**Problem:**
Given the material below, return only the lines starting at the line with "draft.end_date = end;" and ending at the line with "if end < draft.start_date", exactly as they appear.

==== Provided records

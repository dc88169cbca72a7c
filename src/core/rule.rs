//! Recurring expense rules
//!
//! A rule is a template that the recurrence engine copies into a new
//! [`Expense`](super::expense::Expense) whenever the rule falls due.
//!
//! The wire format keeps a single `day_of_month` field whose meaning depends
//! on `frequency`: day of month (1-31) for monthly and yearly rules, ISO
//! weekday (1 = Monday .. 7 = Sunday) for weekly rules. Internally the pair is
//! read through [`Schedule`] so the overload is resolved in one place.

use chrono::{DateTime, Utc};
use serde::{Deserialize, Serialize};
use std::fmt;
use std::ops::RangeInclusive;
use std::str::FromStr;

/// How often a rule fires
#[derive(Debug, Clone, Copy, PartialEq, Eq, Hash, Serialize, Deserialize)]
#[serde(rename_all = "lowercase")]
pub enum Frequency {
    Monthly,
    Weekly,
    Yearly,
}

impl Frequency {
    pub fn as_str(&self) -> &'static str {
        match self {
            Frequency::Monthly => "monthly",
            Frequency::Weekly => "weekly",
            Frequency::Yearly => "yearly",
        }
    }

    /// Valid values of `day_of_month` for this frequency
    pub fn day_range(&self) -> RangeInclusive<u32> {
        match self {
            Frequency::Weekly => 1..=7,
            Frequency::Monthly | Frequency::Yearly => 1..=31,
        }
    }
}

impl fmt::Display for Frequency {
    fn fmt(&self, f: &mut fmt::Formatter<'_>) -> fmt::Result {
        f.write_str(self.as_str())
    }
}

/// Error returned when parsing an unknown frequency name
#[derive(Debug, Clone, PartialEq, Eq, thiserror::Error)]
#[error("unknown frequency '{0}' (expected monthly, weekly or yearly)")]
pub struct UnknownFrequency(pub String);

impl FromStr for Frequency {
    type Err = UnknownFrequency;

    fn from_str(s: &str) -> Result<Self, Self::Err> {
        match s {
            "monthly" => Ok(Frequency::Monthly),
            "weekly" => Ok(Frequency::Weekly),
            "yearly" => Ok(Frequency::Yearly),
            other => Err(UnknownFrequency(other.to_string())),
        }
    }
}

/// Resolved firing schedule of a rule
#[derive(Debug, Clone, Copy, PartialEq, Eq)]
pub enum Schedule {
    /// Fires on this day of every month
    Monthly { day: u32 },
    /// Fires on this ISO weekday (1 = Monday)
    Weekly { iso_weekday: u32 },
    /// Fires on this day of the rule's start month, once a year
    Yearly { day: u32 },
}

impl Schedule {
    /// Combine a frequency with the overloaded `day_of_month` field
    ///
    /// Returns `None` when no day is set; such a rule only ever fires once.
    pub fn from_parts(frequency: Frequency, day_of_month: Option<u32>) -> Option<Self> {
        let day = day_of_month?;
        Some(match frequency {
            Frequency::Monthly => Schedule::Monthly { day },
            Frequency::Weekly => Schedule::Weekly { iso_weekday: day },
            Frequency::Yearly => Schedule::Yearly { day },
        })
    }
}

/// A stored recurrence definition
#[derive(Debug, Clone, PartialEq, Serialize, Deserialize)]
pub struct RecurringRule {
    pub id: i64,
    pub amount: f64,
    pub category: String,
    pub description: String,
    pub frequency: Frequency,
    pub day_of_month: Option<u32>,
    pub start_date: DateTime<Utc>,
    pub end_date: Option<DateTime<Utc>>,
    pub is_active: bool,
    pub last_applied_date: Option<DateTime<Utc>>,
    pub created_at: DateTime<Utc>,
}

impl RecurringRule {
    pub fn schedule(&self) -> Option<Schedule> {
        Schedule::from_parts(self.frequency, self.day_of_month)
    }

    /// Whether the generated expense template matches these field values
    pub fn matches_template(&self, amount: f64, category: &str, description: &str) -> bool {
        self.amount == amount && self.category == category && self.description == description
    }
}

/// Field values for a new or updated rule
///
/// `last_applied_date` and `created_at` are not part of this: the first is
/// owned by the recurrence engine, the second is set once by the store.
#[derive(Debug, Clone, PartialEq)]
pub struct RuleDraft {
    pub amount: f64,
    pub category: String,
    pub description: String,
    pub frequency: Frequency,
    pub day_of_month: Option<u32>,
    pub start_date: DateTime<Utc>,
    pub end_date: Option<DateTime<Utc>>,
    pub is_active: bool,
}

impl RuleDraft {
    /// Check that `day_of_month` fits the frequency
    pub fn check_day(&self) -> Result<(), String> {
        match self.day_of_month {
            Some(day) if !self.frequency.day_range().contains(&day) => {
                let range = self.frequency.day_range();
                Err(format!(
                    "day_of_month must be between {} and {} for {} rules",
                    range.start(),
                    range.end(),
                    self.frequency
                ))
            }
            _ => Ok(()),
        }
    }
}

impl From<&RecurringRule> for RuleDraft {
    fn from(rule: &RecurringRule) -> Self {
        Self {
            amount: rule.amount,
            category: rule.category.clone(),
            description: rule.description.clone(),
            frequency: rule.frequency,
            day_of_month: rule.day_of_month,
            start_date: rule.start_date,
            end_date: rule.end_date,
            is_active: rule.is_active,
        }
    }
}
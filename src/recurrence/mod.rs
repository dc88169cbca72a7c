//! Recurrence engine
//!
//! Turns recurring rules into expenses. [`due`] holds the pure per-rule
//! decisions, [`engine`] the transactional apply-pass and its read-only
//! preview, [`scheduler`] the daily timer.

pub mod due;
pub mod engine;
pub mod scheduler;

pub use due::{is_due_today, is_eligible, should_apply};
pub use engine::{ApplyReport, RecurrenceEngine};
pub use scheduler::{Scheduler, SchedulerHandle, next_run_after};
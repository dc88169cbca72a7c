//! Core domain types shared by the stores, the recurrence engine and the HTTP layer

pub mod error;
pub mod expense;
pub mod payload;
pub mod rule;
pub mod time;
pub mod validation;

pub use error::{ApiError, BackupError, EngineError, ErrorResponse, StorageError};
pub use expense::{Expense, ExpenseFilter, ExpensePage, MonthKey, NewExpense, Page};
pub use payload::{ExpensePayload, ExpenseQueryParams, RulePatch, RulePayload};
pub use rule::{Frequency, RecurringRule, RuleDraft, Schedule, UnknownFrequency};
pub use validation::Validated;
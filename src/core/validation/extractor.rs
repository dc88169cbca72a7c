//! Axum extractor for validated payloads
//!
//! This module provides the `Validated<T>` extractor that parses, filters and
//! validates request bodies before they reach handlers.

use super::filters;
use crate::core::error::ApiError;
use axum::{
    Json,
    extract::{FromRequest, Request},
};
use serde::de::DeserializeOwned;
use serde_json::Value;
use validator::Validate;

/// Axum extractor that yields a typed, validated payload
///
/// Every failure is reported as [`ApiError::Validation`], so clients always
/// get a 400 with an `error` message.
///
/// # Usage
///
/// ```rust,ignore
/// pub async fn create_expense(
///     State(ctx): State<AppContext>,
///     Validated(payload): Validated<ExpensePayload>,
/// ) -> Result<(StatusCode, Json<Expense>), ApiError> {
///     // payload is already trimmed, typed and validated
/// }
/// ```
#[derive(Debug)]
pub struct Validated<T>(pub T);

impl<T> std::ops::Deref for Validated<T> {
    type Target = T;

    fn deref(&self) -> &Self::Target {
        &self.0
    }
}

impl<S, T> FromRequest<S> for Validated<T>
where
    S: Send + Sync,
    T: DeserializeOwned + Validate,
{
    type Rejection = ApiError;

    async fn from_request(req: Request, state: &S) -> Result<Self, Self::Rejection> {
        let Json(payload): Json<Value> = Json::from_request(req, state)
            .await
            .map_err(|e| ApiError::validation(format!("Invalid JSON: {}", e.body_text())))?;

        parse_payload(payload).map(Validated)
    }
}

/// Filter, deserialize and validate a raw JSON payload
pub fn parse_payload<T>(payload: Value) -> Result<T, ApiError>
where
    T: DeserializeOwned + Validate,
{
    if !payload.is_object() {
        return Err(ApiError::validation("Request body must be a JSON object"));
    }

    let payload = filters::trim_strings(payload);
    let parsed: T = serde_json::from_value(payload).map_err(|e| ApiError::validation(e.to_string()))?;
    parsed.validate()?;
    Ok(parsed)
}

#[cfg(test)]
mod tests {
    use super::*;
    use serde::Deserialize;
    use serde_json::json;

    #[derive(Debug, Deserialize, Validate)]
    struct Probe {
        #[validate(custom(function = "crate::core::validation::validators::not_blank"))]
        name: String,
    }

    #[test]
    fn test_parse_payload_trims_before_validating() {
        let probe: Probe = parse_payload(json!({"name": "  Lidl  "})).unwrap();
        assert_eq!(probe.name, "Lidl");

        let err = parse_payload::<Probe>(json!({"name": "   "})).unwrap_err();
        assert_eq!(err.to_string(), "name must not be empty");
    }

    #[test]
    fn test_parse_payload_reports_missing_field() {
        let err = parse_payload::<Probe>(json!({})).unwrap_err();
        assert!(err.to_string().contains("missing field `name`"));
    }

    #[test]
    fn test_parse_payload_rejects_non_object() {
        let err = parse_payload::<Probe>(json!([1, 2])).unwrap_err();
        assert!(matches!(err, ApiError::Validation(_)));
    }
}
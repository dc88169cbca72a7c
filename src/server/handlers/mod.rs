//! HTTP handlers, grouped by resource

pub mod backup;
pub mod expenses;
pub mod recurring;

use crate::core::{ApiError, ErrorResponse};
use axum::Json;
use axum::http::StatusCode;
use serde_json::{Value, json};

/// Path ids are integers; anything else is a client error
pub(crate) fn parse_id(raw: &str) -> Result<i64, ApiError> {
    raw.parse::<i64>()
        .map_err(|_| ApiError::validation(format!("invalid id '{raw}'")))
}

pub async fn health_check() -> Json<Value> {
    Json(json!({
        "status": "ok",
        "service": "expense-tracker",
    }))
}

/// Fallback for unknown `/api` paths
pub async fn api_not_found() -> (StatusCode, Json<ErrorResponse>) {
    (
        StatusCode::NOT_FOUND,
        Json(ErrorResponse {
            error: "Not found".to_string(),
            code: "NOT_FOUND",
        }),
    )
}
//! Request payloads for the JSON API
//!
//! Each payload is deserialized through [`Validated`](super::validation::Validated)
//! and turned into a store-level value (`NewExpense`, `RuleDraft`) here, so
//! handlers never see raw JSON.

use super::error::ApiError;
use super::expense::{ExpenseFilter, NewExpense, Page};
use super::rule::{Frequency, RecurringRule, RuleDraft};
use super::time::current_month;
use super::validation::de;
use chrono::{DateTime, Utc};
use serde::Deserialize;
use validator::Validate;

const DEFAULT_PER_PAGE: u32 = 20;

fn default_true() -> bool {
    true
}

/// Body of `POST /api/expenses` and `PUT /api/expenses/{id}`
///
/// Updates replace every field; `date` keeps its previous value when omitted.
#[derive(Debug, Clone, Deserialize, Validate)]
pub struct ExpensePayload {
    #[serde(deserialize_with = "de::amount")]
    #[validate(custom(function = "crate::core::validation::validators::valid_amount"))]
    pub amount: f64,

    #[validate(custom(function = "crate::core::validation::validators::not_blank"))]
    pub category: String,

    #[validate(custom(function = "crate::core::validation::validators::not_blank"))]
    pub description: String,

    #[serde(default, deserialize_with = "de::opt_timestamp")]
    pub date: Option<DateTime<Utc>>,
}

impl ExpensePayload {
    /// Build the stored values, falling back to `default_date` when no date was sent
    pub fn into_new_expense(self, default_date: DateTime<Utc>) -> NewExpense {
        NewExpense {
            amount: self.amount,
            category: self.category,
            description: self.description,
            date: self.date.unwrap_or(default_date),
        }
    }
}

/// Body of `POST /api/recurring`
#[derive(Debug, Clone, Deserialize, Validate)]
pub struct RulePayload {
    #[serde(deserialize_with = "de::amount")]
    #[validate(custom(function = "crate::core::validation::validators::valid_amount"))]
    pub amount: f64,

    #[validate(custom(function = "crate::core::validation::validators::not_blank"))]
    pub category: String,

    #[validate(custom(function = "crate::core::validation::validators::not_blank"))]
    pub description: String,

    pub frequency: Frequency,

    #[serde(default)]
    pub day_of_month: Option<u32>,

    #[serde(default, deserialize_with = "de::opt_timestamp")]
    pub start_date: Option<DateTime<Utc>>,

    #[serde(default, deserialize_with = "de::opt_timestamp")]
    pub end_date: Option<DateTime<Utc>>,

    #[serde(default = "default_true")]
    pub is_active: bool,
}

impl RulePayload {
    /// Build a checked draft; `start_date` defaults to `now`
    pub fn into_draft(self, now: DateTime<Utc>) -> Result<RuleDraft, ApiError> {
        let draft = RuleDraft {
            amount: self.amount,
            category: self.category,
            description: self.description,
            frequency: self.frequency,
            day_of_month: self.day_of_month,
            start_date: self.start_date.unwrap_or(now),
            end_date: self.end_date,
            is_active: self.is_active,
        };
        check_draft(&draft)?;
        Ok(draft)
    }
}

/// Body of `PUT /api/recurring/{id}`: any subset of fields
///
/// `day_of_month` and `end_date` can be cleared by sending `null`.
#[derive(Debug, Clone, Default, Deserialize, Validate)]
pub struct RulePatch {
    #[serde(default, deserialize_with = "de::opt_amount")]
    #[validate(custom(function = "crate::core::validation::validators::valid_amount"))]
    pub amount: Option<f64>,

    #[validate(custom(function = "crate::core::validation::validators::not_blank"))]
    pub category: Option<String>,

    #[validate(custom(function = "crate::core::validation::validators::not_blank"))]
    pub description: Option<String>,

    pub frequency: Option<Frequency>,

    #[serde(default, deserialize_with = "de::patch_nullable")]
    pub day_of_month: Option<Option<u32>>,

    #[serde(default, deserialize_with = "de::opt_timestamp")]
    pub start_date: Option<DateTime<Utc>>,

    #[serde(default, deserialize_with = "de::patch_timestamp")]
    pub end_date: Option<Option<DateTime<Utc>>>,

    pub is_active: Option<bool>,
}

impl RulePatch {
    /// Merge onto the stored rule and re-check the result
    pub fn apply_to(self, rule: &RecurringRule) -> Result<RuleDraft, ApiError> {
        let mut draft = RuleDraft::from(rule);

        if let Some(amount) = self.amount {
            draft.amount = amount;
        }
        if let Some(category) = self.category {
            draft.category = category;
        }
        if let Some(description) = self.description {
            draft.description = description;
        }
        if let Some(frequency) = self.frequency {
            draft.frequency = frequency;
        }
        if let Some(day) = self.day_of_month {
            draft.day_of_month = day;
        }
        if let Some(start) = self.start_date {
            draft.start_date = start;
        }
        if let Some(end) = self.end_date {
            draft.end_date = end;
        }
        if let Some(active) = self.is_active {
            draft.is_active = active;
        }

        check_draft(&draft)?;
        Ok(draft)
    }
}

fn check_draft(draft: &RuleDraft) -> Result<(), ApiError> {
    draft.check_day().map_err(ApiError::Validation)?;
    if let Some(end) = draft.end_date {
        if end < draft.start_date {
            return Err(ApiError::validation("end_date must not be before start_date"));
        }
    }
    Ok(())
}

/// Query string of `GET /api/expenses`
#[derive(Debug, Clone, Default, Deserialize, Validate)]
pub struct ExpenseQueryParams {
    #[validate(range(min = 1, max = 12, message = "must be between 1 and 12"))]
    pub month: Option<u32>,

    #[validate(range(min = 1, max = 9999, message = "must be between 1 and 9999"))]
    pub year: Option<i32>,

    #[validate(range(min = 1, message = "must be at least 1"))]
    pub page: Option<u32>,

    #[validate(range(min = 1, message = "must be at least 1"))]
    pub per_page: Option<u32>,
}

impl ExpenseQueryParams {
    /// Resolve defaults: current UTC month, no pagination unless asked for
    pub fn into_filter(self) -> ExpenseFilter {
        let (current_year, current_month) = current_month();
        let page = match (self.page, self.per_page) {
            (None, None) => None,
            (page, per_page) => Some(Page {
                page: page.unwrap_or(1),
                per_page: per_page.unwrap_or(DEFAULT_PER_PAGE),
            }),
        };

        ExpenseFilter {
            year: self.year.unwrap_or(current_year),
            month: self.month.unwrap_or(current_month),
            page,
        }
    }
}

========

**Solution to the problem:**
            draft.end_date = end;
        }
        if let Some(active) = self.is_active {
            draft.is_active = active;
        }

        check_draft(&draft)?;
        Ok(draft)
    }
}

fn check_draft(draft: &RuleDraft) -> Result<(), ApiError> {
    draft.check_day().map_err(ApiError::Validation)?;
    if let Some(end) = draft.end_date {
        if end < draft.start_date {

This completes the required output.